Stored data
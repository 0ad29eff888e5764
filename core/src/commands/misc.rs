//! PING, QUIT and MODE

use super::CommandHandler;
use crate::message::ParsedCommand;
use crate::session::Session;
use crate::{NumericReply, Result};
use async_trait::async_trait;
use std::sync::Arc;

/// PING: echo the parameters back in a PONG
pub struct PingHandler;

#[async_trait]
impl CommandHandler for PingHandler {
    async fn handle(&self, session: &Arc<Session>, command: &ParsedCommand) -> Result<()> {
        let mut line = String::from("PONG");
        for arg in &command.args {
            line.push(' ');
            line.push_str(arg);
        }
        if !command.trailing().is_empty() {
            line.push_str(" :");
            line.push_str(command.trailing());
        }
        line.push_str("\r\n");
        session.send_line(line).await
    }
}

/// QUIT
pub struct QuitHandler;

#[async_trait]
impl CommandHandler for QuitHandler {
    async fn handle(&self, session: &Arc<Session>, _command: &ParsedCommand) -> Result<()> {
        tracing::info!("{} quit", session.nick_or_star());
        session.close();
        Ok(())
    }
}

/// MODE: nothing is ever set
pub struct ModeHandler;

#[async_trait]
impl CommandHandler for ModeHandler {
    async fn handle(&self, session: &Arc<Session>, command: &ParsedCommand) -> Result<()> {
        let nick = session.nick_or_star();
        match command.args.as_slice() {
            [] => {
                session
                    .send_numeric(NumericReply::ErrUnknownError, &nick, "Invalid MODE command")
                    .await
            }
            [target] => {
                session
                    .send_numeric(
                        NumericReply::RplChannelModeIs,
                        &format!("{} {} +", nick, target),
                        "",
                    )
                    .await
            }
            [target, flags @ ..] => {
                session
                    .send_numeric(
                        NumericReply::ErrUModeUnknownFlag,
                        target,
                        &format!("Unknown MODE flags {}", flags.join(" ")),
                    )
                    .await
            }
        }
    }
}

> TASK INSTRUCTIONS
Find the string "Result" in the records, then copy each line where it occurs.

> EXPECTED ANSWER
use crate::{NumericReply, Result};
    async fn handle(&self, session: &Arc<Session>, command: &ParsedCommand) -> Result<()> {
    async fn handle(&self, session: &Arc<Session>, _command: &ParsedCommand) -> Result<()> {
    async fn handle(&self, session: &Arc<Session>, command: &ParsedCommand) -> Result<()> {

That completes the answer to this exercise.